Pacific blue eyes are small fish – less than 8 cm in length and usually much smaller – that are keen mozzie eaters but not big enough to devour frog spawn.  They’re locals all up and down the East Coast, inhabiting both fresh waters and estuaries, so not too fussy about water quality.  Our local aquarium shop had a stock of them, though the staff were pretty clueless about which fish were native and which were not, offering us white cloud minnows (originating in China) as a possible alternative.  We took our two pairs of tiny, quasi transparent fish home and Ms 12 and good friend and frog lover from next door carefully introduced them to the pond, taking time to equalise the temperature of the water to minimise shock.

Fish introduction 2 before flood crop

All that happened around midday on December 20, the day of the hail storm and subsequent torrential downpour.  Within hours of settling our blue eyes carefully into our little pond, our backyard looked like this:

Ms 12 was desperately trying to block the exit from the pond, but I think realistically the Pacific blue eyes were halfway to Berowra Creek by this point.  There was much weeping and gnashing off teeth, counterbalanced, on my part at least, by a certain smugness that I hadn’t bought white cloud minnows or gambezi fish or something else that you wouldn’t want to end up in your local waterway.

Of course, what with the water being murky and the fish being small, shy and in essence invisible, we weren’t quite sure if we still had pacific blue eyes or not. Rather than waiting for the mosquito murmuration that would tell us that we didn’t, and with an eye to diminishing the level of weeping, we went back to the aquarium shop for yet another couple of pairs.

That was a nearly a year ago now, and there have been no further sightings of the fish.  The solar powered bubbler carked it in another downpour, along with the rainbow nardoo which I accidentally ripped out while clearing out excess algae during winter months.   But the wriggler count has stayed low and the pond has done pretty well as a habitat.  Not to mention the fabulous opportunity it’s given me to buy new plants (full list at the bottom of the blog)

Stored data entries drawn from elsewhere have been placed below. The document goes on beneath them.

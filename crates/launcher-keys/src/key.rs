//! Product key and bearer token formats
//!
//! Product keys are five dash-separated groups of five ASCII alphanumerics
//! (`XXXXX-XXXXX-XXXXX-XXXXX-XXXXX`). Launcher bearer tokens are 64 ASCII
//! alphanumerics.

use common::secure_alphanumeric;

const GROUPS: usize = 5;
const GROUP_LEN: usize = 5;

/// Length of a formatted product key, dashes included.
pub const PRODUCT_KEY_LEN: usize = GROUPS * GROUP_LEN + (GROUPS - 1);

/// Length of a launcher bearer token.
pub const ACCESS_TOKEN_LEN: usize = 64;

pub fn generate_product_key() -> String {
    let raw = secure_alphanumeric(GROUPS * GROUP_LEN);
    let mut key = String::with_capacity(PRODUCT_KEY_LEN);
    for (i, c) in raw.chars().enumerate() {
        if i > 0 && i % GROUP_LEN == 0 {
            key.push('-');
        }
        key.push(c);
    }
    key
}

pub fn generate_access_token() -> String {
    secure_alphanumeric(ACCESS_TOKEN_LEN)
}

pub fn is_valid_product_key(key: &str) -> bool {
    key.len() == PRODUCT_KEY_LEN
        && key.bytes().enumerate().all(|(i, b)| {
            if i % (GROUP_LEN + 1) == GROUP_LEN {
                b == b'-'
            } else {
                b.is_ascii_alphanumeric()
            }
        })
}

pub fn is_valid_access_token(token: &str) -> bool {
    token.len() == ACCESS_TOKEN_LEN && token.bytes().all(|b| b.is_ascii_alphanumeric())
}
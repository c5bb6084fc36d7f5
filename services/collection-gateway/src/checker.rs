//! Per-endpoint authorization
//!
//! Each protected route declares one `SecurityScheme`. The guard middleware
//! reads the session cookie, the Authorization header and the path params,
//! runs the scheme's strategy and either forwards the request with the
//! resulting `Grant` in its extensions or answers with the denial.
//!
//! Every strategy yields one of three results: granted, denied with a
//! reason, or a hard error (lookup failure, misconfigured route).

use std::collections::HashMap;
use std::sync::Arc;

use axum::extract::{FromRequestParts, Path, Request, State};
use axum::http::header::AUTHORIZATION;
use axum::middleware::Next;
use axum::response::{IntoResponse, Response};
use axum_extra::extract::SignedCookieJar;
use collection_auth::{Authentication, UserIdentity, authenticate};
use common::now_millis;
use launcher_keys::{LauncherCredentialService, is_valid_access_token};
use repository::{Edition, EditionId, GameId, GameRepository, RoleRepository, Visibility};
use tracing::{debug, error, info};
use uuid::Uuid;

use crate::error::ApiError;
use crate::metrics;
use crate::session::{ClientSession, SessionStore};

const NO_ACCESS_TOKEN: &str = "no access token";

/// Authorization strategy declared by an endpoint.
#[derive(Debug, Clone, Copy, PartialEq, Eq)]
pub enum SecurityScheme {
    /// Logged-in member with a live identity session
    TrapMemberAuth,
    /// Member who administers the collection
    AdminAuth,
    /// Member owning `{gameID}` (admins pass)
    GameOwnerAuth,
    /// Member owning or maintaining `{gameID}` (admins pass)
    GameMaintainerAuth,
    /// Member entitled to `{editionID}`
    EditionAuth,
    /// Launcher bearer token
    LauncherAuth,
    /// Launcher bearer token for exactly `{editionID}`
    EditionIdAuth,
    /// Launcher bearer token whose edition contains `{gameID}`
    EditionGameAuth,
    /// Launcher bearer token whose edition contains the game owning
    /// `{gameFileID}`
    EditionGameFileAuth,
    /// Game metadata, readable anonymously when the game is public
    GameInfoVisibilityAuth,
    /// Game files, readable anonymously when the game is public
    GameFileVisibilityAuth,
}

impl SecurityScheme {
    pub fn name(&self) -> &'static str {
        match self {
            SecurityScheme::TrapMemberAuth => "TrapMemberAuth",
            SecurityScheme::AdminAuth => "AdminAuth",
            SecurityScheme::GameOwnerAuth => "GameOwnerAuth",
            SecurityScheme::GameMaintainerAuth => "GameMaintainerAuth",
            SecurityScheme::EditionAuth => "EditionAuth",
            SecurityScheme::LauncherAuth => "LauncherAuth",
            SecurityScheme::EditionIdAuth => "EditionIDAuth",
            SecurityScheme::EditionGameAuth => "EditionGameAuth",
            SecurityScheme::EditionGameFileAuth => "EditionGameFileAuth",
            SecurityScheme::GameInfoVisibilityAuth => "GameInfoVisibilityAuth",
            SecurityScheme::GameFileVisibilityAuth => "GameFileVisibilityAuth",
        }
    }
}

/// What a successful check attaches to the request.
#[derive(Debug, Clone, PartialEq, Eq)]
pub enum Grant {
    Member(UserIdentity),
    Launcher(Edition),
    /// Public resource, no credential presented
    Anonymous,
}

#[derive(Debug, Clone, PartialEq, Eq)]
pub enum Denial {
    InvalidRequest(String),
    Unauthenticated(&'static str),
    Forbidden(&'static str),
    NotFound(&'static str),
}

impl Denial {
    fn label(&self) -> &'static str {
        match self {
            Denial::InvalidRequest(_) => "invalid_request",
            Denial::Unauthenticated(_) => "unauthenticated",
            Denial::Forbidden(_) => "forbidden",
            Denial::NotFound(_) => "not_found",
        }
    }
}

impl From<Denial> for ApiError {
    fn from(denial: Denial) -> Self {
        match denial {
            Denial::InvalidRequest(m) => ApiError::BadRequest(m),
            Denial::Unauthenticated(m) => ApiError::Unauthorized(m.into()),
            Denial::Forbidden(m) => ApiError::Forbidden(m.into()),
            Denial::NotFound(m) => ApiError::NotFound(m.into()),
        }
    }
}

#[derive(Debug, PartialEq, Eq)]
pub enum CheckOutcome {
    Granted(Grant),
    Denied(Denial),
}

#[derive(Debug, thiserror::Error)]
pub enum CheckError {
    #[error("route has no path parameter {0}")]
    MissingParam(&'static str),

    #[error("lookup failed: {0}")]
    Lookup(String),
}

/// Early exit from a strategy.
enum Stop {
    Denied(Denial),
    Failed(CheckError),
}

impl From<Denial> for Stop {
    fn from(d: Denial) -> Self {
        Stop::Denied(d)
    }
}

impl From<CheckError> for Stop {
    fn from(e: CheckError) -> Self {
        Stop::Failed(e)
    }
}

impl From<repository::Error> for Stop {
    fn from(e: repository::Error) -> Self {
        Stop::Failed(CheckError::Lookup(e.to_string()))
    }
}

/// Credentials and routing data of one request.
pub struct RequestCredentials<'a> {
    pub session: Option<&'a ClientSession>,
    pub authorization: Option<&'a str>,
    pub params: &'a HashMap<String, String>,
}

#[derive(Clone)]
pub struct Checker {
    launcher: Arc<LauncherCredentialService>,
    games: Arc<dyn GameRepository>,
    roles: Arc<dyn RoleRepository>,
}

impl Checker {
    pub fn new(
        launcher: Arc<LauncherCredentialService>,
        games: Arc<dyn GameRepository>,
        roles: Arc<dyn RoleRepository>,
    ) -> Self {
        Self {
            launcher,
            games,
            roles,
        }
    }

    pub async fn check(
        &self,
        scheme: SecurityScheme,
        req: &RequestCredentials<'_>,
        now_millis: u64,
    ) -> Result<CheckOutcome, CheckError> {
        let result = match scheme {
            SecurityScheme::TrapMemberAuth => self
                .member(req.session, now_millis)
                .map(Grant::Member)
                .map_err(Stop::from),
            SecurityScheme::AdminAuth => self.admin(req, now_millis).await,
            SecurityScheme::GameOwnerAuth => self.game_role(req, now_millis, true).await,
            SecurityScheme::GameMaintainerAuth => self.game_role(req, now_millis, false).await,
            SecurityScheme::EditionAuth => self.edition_member(req, now_millis).await,
            SecurityScheme::LauncherAuth => self
                .launcher_edition(req.authorization, now_millis)
                .await
                .map(Grant::Launcher),
            SecurityScheme::EditionIdAuth => self.edition_id(req, now_millis).await,
            SecurityScheme::EditionGameAuth => self.edition_game(req, now_millis).await,
            SecurityScheme::EditionGameFileAuth => self.edition_game_file(req, now_millis).await,
            SecurityScheme::GameInfoVisibilityAuth | SecurityScheme::GameFileVisibilityAuth => {
                self.visibility(req, now_millis).await
            }
        };

        match result {
            Ok(grant) => Ok(CheckOutcome::Granted(grant)),
            Err(Stop::Denied(denial)) => Ok(CheckOutcome::Denied(denial)),
            Err(Stop::Failed(e)) => Err(e),
        }
    }

    /// Identity session check. Never contacts the identity provider.
    fn member(
        &self,
        session: Option<&ClientSession>,
        now_millis: u64,
    ) -> Result<UserIdentity, Denial> {
        let identity = session.and_then(|s| s.identity.as_ref());
        match authenticate(identity, now_millis) {
            Authentication::Valid => session
                .and_then(|s| s.user.clone())
                .ok_or(Denial::Unauthenticated(NO_ACCESS_TOKEN)),
            Authentication::Expired => {
                info!("access token is expired");
                Err(Denial::Unauthenticated(NO_ACCESS_TOKEN))
            }
            Authentication::NoSession => Err(Denial::Unauthenticated(NO_ACCESS_TOKEN)),
        }
    }

    async fn admin(&self, req: &RequestCredentials<'_>, now: u64) -> Result<Grant, Stop> {
        let user = self.member(req.session, now)?;
        if !self.roles.is_admin(user.id).await? {
            return Err(Denial::Forbidden("you are not admin").into());
        }
        Ok(Grant::Member(user))
    }

    async fn game_role(
        &self,
        req: &RequestCredentials<'_>,
        now: u64,
        owner_only: bool,
    ) -> Result<Grant, Stop> {
        let user = self.member(req.session, now)?;
        let game_id: GameId = path_id(req.params, "gameID")?;

        if self.roles.is_admin(user.id).await? {
            return Ok(Grant::Member(user));
        }

        let allowed = match self.roles.game_role(game_id, user.id).await? {
            Some(role) if owner_only => role.can_manage_roles(),
            Some(role) => role.can_update_game(),
            None => false,
        };
        if !allowed {
            let reason = if owner_only {
                "you are not owner of this game"
            } else {
                "you are not maintainer of this game"
            };
            return Err(Denial::Forbidden(reason).into());
        }
        Ok(Grant::Member(user))
    }

    async fn edition_member(&self, req: &RequestCredentials<'_>, now: u64) -> Result<Grant, Stop> {
        let user = self.member(req.session, now)?;
        let edition_id: EditionId = path_id(req.params, "editionID")?;
        if !self.roles.edition_access(edition_id, user.id).await? {
            return Err(Denial::Forbidden("you have no access to this edition").into());
        }
        Ok(Grant::Member(user))
    }

    /// Bearer token check: header shape, token format, then session lookup.
    async fn launcher_edition(
        &self,
        authorization: Option<&str>,
        now: u64,
    ) -> Result<Edition, Stop> {
        let header = authorization.ok_or(Denial::Unauthenticated(NO_ACCESS_TOKEN))?;
        let token = header
            .strip_prefix("Bearer ")
            .ok_or_else(|| Denial::InvalidRequest("invalid authorization header".into()))?;
        if !is_valid_access_token(token) {
            return Err(Denial::Unauthenticated("invalid access token").into());
        }

        match self.launcher.validate_session_at(token, now).await {
            Ok(info) => Ok(info.edition),
            Err(launcher_keys::Error::InvalidToken) => {
                Err(Denial::Unauthenticated("invalid access token").into())
            }
            Err(launcher_keys::Error::Expired) => {
                Err(Denial::Unauthenticated("expired access token").into())
            }
            Err(e) => Err(CheckError::Lookup(e.to_string()).into()),
        }
    }

    async fn edition_id(&self, req: &RequestCredentials<'_>, now: u64) -> Result<Grant, Stop> {
        let edition = self.launcher_edition(req.authorization, now).await?;
        let edition_id: EditionId = path_id(req.params, "editionID")?;
        if edition.id != edition_id {
            return Err(Denial::Forbidden("invalid edition id").into());
        }
        Ok(Grant::Launcher(edition))
    }

    async fn edition_game(&self, req: &RequestCredentials<'_>, now: u64) -> Result<Grant, Stop> {
        let edition = self.launcher_edition(req.authorization, now).await?;
        let game_id: GameId = path_id(req.params, "gameID")?;
        if !edition.game_ids.contains(&game_id) {
            return Err(Denial::Forbidden("game is not in this edition").into());
        }
        Ok(Grant::Launcher(edition))
    }

    async fn edition_game_file(
        &self,
        req: &RequestCredentials<'_>,
        now: u64,
    ) -> Result<Grant, Stop> {
        let edition = self.launcher_edition(req.authorization, now).await?;
        let file_id: Uuid = path_id(req.params, "gameFileID")?;
        for game_id in &edition.game_ids {
            let Some(game) = self.games.get_game(*game_id).await? else {
                continue;
            };
            if game.files.iter().any(|f| f.id == file_id) {
                return Ok(Grant::Launcher(edition));
            }
        }
        Err(Denial::Forbidden("game file is not in this edition").into())
    }

    /// Identity is checked opportunistically; only a public game tolerates
    /// its absence or expiry.
    async fn visibility(&self, req: &RequestCredentials<'_>, now: u64) -> Result<Grant, Stop> {
        let member = self.member(req.session, now);
        let game_id: GameId = path_id(req.params, "gameID")?;
        let game = self
            .games
            .get_game(game_id)
            .await?
            .ok_or(Denial::NotFound("game not found"))?;

        match (game.visibility, member) {
            (_, Ok(user)) => Ok(Grant::Member(user)),
            (Visibility::Public, Err(_)) => Ok(Grant::Anonymous),
            (visibility, Err(denial)) => {
                debug!(%game_id, visibility = visibility.label(), "non-public game requires login");
                Err(denial.into())
            }
        }
    }
}

/// Parse a UUID path parameter. A missing parameter means the route and its
/// scheme disagree, which is a server defect.
fn path_id<T: From<Uuid>>(params: &HashMap<String, String>, name: &'static str) -> Result<T, Stop> {
    let raw = params.get(name).ok_or(CheckError::MissingParam(name))?;
    Uuid::parse_str(raw)
        .map(T::from)
        .map_err(|_| Denial::InvalidRequest(format!("invalid {name}")).into())
}

/// State for the guard middleware of one route.
#[derive(Clone)]
pub struct Guard {
    checker: Checker,
    sessions: SessionStore,
    scheme: SecurityScheme,
}

impl Guard {
    pub fn new(checker: Checker, sessions: SessionStore, scheme: SecurityScheme) -> Self {
        Self {
            checker,
            sessions,
            scheme,
        }
    }
}

/// Middleware enforcing a route's security scheme.
///
/// On success the `Grant` is inserted into the request extensions, together
/// with the `UserIdentity` or launcher `Edition` it carries.
pub async fn guard(State(guard): State<Guard>, request: Request, next: Next) -> Response {
    let (mut parts, body) = request.into_parts();
    let params = Path::<HashMap<String, String>>::from_request_parts(&mut parts, &())
        .await
        .map(|Path(p)| p)
        .unwrap_or_default();
    let jar = SignedCookieJar::from_headers(&parts.headers, guard.sessions.key().clone());
    let session = guard.sessions.get(&jar);
    let authorization = parts
        .headers
        .get(AUTHORIZATION)
        .and_then(|v| v.to_str().ok());

    let scheme = guard.scheme;
    let credentials = RequestCredentials {
        session: session.as_ref(),
        authorization,
        params: &params,
    };
    let outcome = guard
        .checker
        .check(scheme, &credentials, now_millis())
        .await;

    match outcome {
        Ok(CheckOutcome::Granted(grant)) => {
            let label = match &grant {
                Grant::Member(user) => {
                    parts.extensions.insert(user.clone());
                    "granted"
                }
                Grant::Launcher(edition) => {
                    parts.extensions.insert(edition.clone());
                    "granted"
                }
                Grant::Anonymous => "anonymous",
            };
            metrics::record_auth_check(scheme.name(), label);
            parts.extensions.insert(grant);
            next.run(Request::from_parts(parts, body)).await
        }
        Ok(CheckOutcome::Denied(denial)) => {
            info!(
                scheme = scheme.name(),
                ?params,
                reason = ?denial,
                "request rejected"
            );
            metrics::record_auth_check(scheme.name(), denial.label());
            ApiError::from(denial).into_response()
        }
        Err(e) => {
            error!(scheme = scheme.name(), ?params, error = %e, "authorization check failed");
            metrics::record_auth_check(scheme.name(), "error");
            ApiError::Internal(e.to_string()).into_response()
        }
    }
}
//! Background cleanup of expired launcher sessions
//!
//! Expired sessions already fail validation; sweeping only keeps the store
//! from growing without bound.

use std::sync::Arc;
use std::time::Duration;

use common::now_millis;
use repository::LauncherSessionRepository;
use tracing::{debug, info, warn};

/// Spawn a task that deletes expired launcher sessions every `interval`.
pub fn spawn_session_sweeper(
    sessions: Arc<dyn LauncherSessionRepository>,
    interval: Duration,
) -> tokio::task::JoinHandle<()> {
    tokio::spawn(async move {
        let mut ticker = tokio::time::interval(interval);
        // First tick fires immediately; nothing has expired yet at startup
        ticker.tick().await;

        loop {
            ticker.tick().await;
            sweep_cycle(sessions.as_ref(), now_millis()).await;
        }
    })
}

async fn sweep_cycle(sessions: &dyn LauncherSessionRepository, now_millis: u64) -> usize {
    match sessions.delete_expired_launcher_sessions(now_millis).await {
        Ok(0) => {
            debug!("no expired launcher sessions");
            0
        }
        Ok(removed) => {
            info!(removed, "swept expired launcher sessions");
            removed
        }
        Err(e) => {
            warn!(error = %e, "launcher session sweep failed, will retry next cycle");
            0
        }
    }
}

On the down-side, I’ve been surprised how often I have to top the pond up with water.  Either it has a surprisingly high level of evaporation for a pond in shade much of the day or the logs and rocks I dragged around the yard to make a naturalistic edging have punctured the rubber lining in some mysterious but annoying way.  Perhaps there’s a reason people don’t recommend using old trampoline mats underneath your pond.

One way or another, I have become a pond slave.  I’m constantly ruminating on where I’m going to get my next hit of  non-chlorinated water. The many many hail-holes in our gutters all have a bucket underneath them and I usually have a bucket of tap water off-gassing somewhere around the yard. I have heard rumours there may be better ways of collecting rainwater than this.  Working on it.

Blue banded bee in flight cropped

Blue banded bee on Artenema fimbriatum (koala bells)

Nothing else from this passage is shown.